David Quinn: Spirituality is real reason behind Avatar's success
Actors Sam Worthington and Zoe Saldana, as her digital character Neytiri, in a scene from 'Avatar' - the highest grossing film of all time
Friday January 29 2010
It's official: 'Avatar' is now the highest grossing film of all time. This week it passed out another of James Cameron's offerings, 'Titanic', to occupy the top slot. What do both films have in common? Spectacle. What else do they have in common? A very simple story with cartoonish, black and white, cardboard cut-out characters.
Actually, it's too easy to pick holes in 'Avatar', for its story, its politics, its philosophy. It's so easy you wouldn't even bother, except for the fact that so many people have seen it, and then seen it again.
The story rips off 'Pocahontas' and 'Dances with Wolves'. The politics is essentially anti-capitalist and anti-American. (The villains are obviously American even if they're not directly identified as such.) The philosophy is a mix of New Age environmentalism and the myth of the Noble Savage contrasted with the corruption of the 'civilised' white man.
But there is another aspect to the film and this goes some way towards explaining its gigantic popularity, and that is the fact that 'Avatar' is essentially a religious film, even if Cameron might not have intended it as such.
Other commentators have made the same observation, including film director John Boorman. The other day he wrote: "Perhaps the key (to its success) is the marine in the wheelchair. He is disabled, but Mr Cameron and technology can transport him into the body of a beautiful, athletic, sexual, being. After all, we are all disabled in one way or another; inadequate, old, broken, earthbound. Pandora is a kind of heaven where we can be resurrected and connected instead of disconnected and alone.
He told us not to overlook this religious dimension of the film.
Even the movie's name, 'Avatar', is religious. It is borrowed from Hinduism. An avatar is a deity who has descended from heaven to earth in a borrowed form -- a fish, a lion, a boar, a human. Our marine friend may not be a deity, but he does take on a new form, a much better form, the form of a 10-foot-tall blue alien. Even the blue may not be coincidental. Avatars in Indian mythology are sometimes blue.
A reviewer in the Vatican newspaper, 'L'Osservatore Romano', noted the religious aspect as well, but he didn't much care for it.
The reviewer complained that the movie "gets bogged down by a spiritualism linked to the worship of nature".
He's right, but he's also missing the point. He should be delighted that audiences in the West, and mostly young, secularised audiences at that, are flocking to see a movie that's religious, even if it's not religious in a way the reviewer liked.
So, how exactly is it religious? Well, what does religion mean? It means 'to bind', or to connect, and these aliens couldn't be more connected. They are connected to each other and to the world they live in through their deity, the All-Mother, whose spirit dwells in the Soul-Tree that the villainous humans are trying to destroy at the end of the movie.
Their religion gives them a transcendent reference point. It gives them a sense of meaning and purpose.
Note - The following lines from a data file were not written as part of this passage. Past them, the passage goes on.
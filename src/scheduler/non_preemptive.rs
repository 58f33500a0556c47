//! Non-preemptive, arrival-aware dispatching.
//!
//! # Algorithm
//!
//! 1. Keep a clock starting at t=0 and a pending queue in (arrival, id) order.
//! 2. At each decision point admit every process with `arrival <= clock`.
//! 3. If nothing is ready, jump the clock to the next arrival.
//! 4. Otherwise pick the best ready process by the rule engine and run it
//!    to completion.
//!
//! FCFS, SJF and Priority differ only in the rule engine they pass in.
//! Inputs are validated first, so no completion time passes `i64::MAX`.
//!
//! # Complexity
//! O(n²) rule evaluations for n processes.

use log::trace;

use super::queue::PendingQueue;
use crate::dispatching::{RuleEngine, SchedulingContext};
use crate::models::{Completion, Process, Schedule};

/// Runs processes to completion in the order chosen at each decision point.
pub(crate) fn run_arrival_aware(
    processes: &[Process],
    engine: &RuleEngine,
    algorithm: &str,
) -> Schedule {
    let mut schedule = Schedule::new(algorithm);
    let mut pending = PendingQueue::new(processes);
    let mut ready: Vec<usize> = Vec::with_capacity(processes.len());
    let mut clock = 0;

    while !pending.is_empty() || !ready.is_empty() {
        pending.admit_into(processes, clock, &mut ready);

        if ready.is_empty() {
            if let Some(next) = pending.next_arrival(processes) {
                trace!("{algorithm}: idle {clock}..{next}");
                clock = next;
            }
            continue;
        }

        let ctx = SchedulingContext::at_time(clock);
        let Some(chosen) = engine.select_among(processes, ready.iter().copied(), &ctx) else {
            break;
        };
        ready.retain(|&i| i != chosen);

        let process = processes[chosen];
        trace!(
            "{algorithm}: t={clock} dispatch {} (waited {}, {} still ready)",
            process.label(),
            ctx.waited(&process),
            ready.len()
        );
        clock = run_to_completion(&mut schedule, process, clock);
    }

    schedule
}

/// Sorts once at t=0 and runs processes in that fixed order.
///
/// Arrival times do not influence the order, only the start tick: a process
/// that has not arrived yet when its turn comes makes the CPU idle until it
/// does. Equivalent to [`run_arrival_aware`] when every process arrives at 0.
pub(crate) fn run_static_order(
    processes: &[Process],
    engine: &RuleEngine,
    algorithm: &str,
) -> Schedule {
    let mut schedule = Schedule::new(algorithm);
    let mut clock = 0;

    for idx in engine.sort_indices(processes, &SchedulingContext::at_time(0)) {
        let process = processes[idx];
        if process.arrival_time > clock {
            trace!("{algorithm}: idle {clock}..{}", process.arrival_time);
            clock = process.arrival_time;
        }
        trace!("{algorithm}: t={clock} dispatch {}", process.label());
        clock = run_to_completion(&mut schedule, process, clock);
    }

    schedule
}

fn run_to_completion(schedule: &mut Schedule, process: Process, start: i64) -> i64 {
    let end = start + process.burst_time;
    schedule.timeline.record(process.id, start, end);
    schedule.add_completion(Completion::new(process, start, end));
    end
}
It gives them a moral code embedded in their respect or reverence for nature. They have developed customs and rituals to show this respect. All of these elements, put together, are exactly what constitute and make up a religion.
And their religion also makes them whole, which is what is really meant by the word 'salvation'. They are, therefore, without sin. These aliens don't need saving because they are already saved. They are already, as John Boorman says, in 'a kind of heaven'.
This is why we share the horror of the Na'vi as the very heart of their religion is being attacked. We know that if their religion is destroyed, they will be destroyed. We might not care when someone attacks or blasphemes against Christianity because we think Christians and Christianity deserve it. Sometimes they do. But the Na'vi, they don't deserve it because they are still pure.
We know that if the humans win, the aliens will become disconnected from their world, disconnected from each other, disconnected from their deity.
In short, they'll become like us. Their world will become disenchanted. They will begin to war on each other. They'll be at war with nature. They'll forget about God. They will no longer be whole. They'll no longer be saved. They will have experienced the Fall, except this time it will not be self-inflicted, it will be inflicted by us who are already fallen.
'Avatar' isn't a profound movie, but in its own superficial way it deals with profound things -- indeed, the profoundest thing of all: religion.
The reason it appeals so strongly to so many people is that deep down, and despite appearances to the contrary, we are still religious and we like the religion we see in 'Avatar'.
We like it, because we want it, because we need it, because we all want to be saved.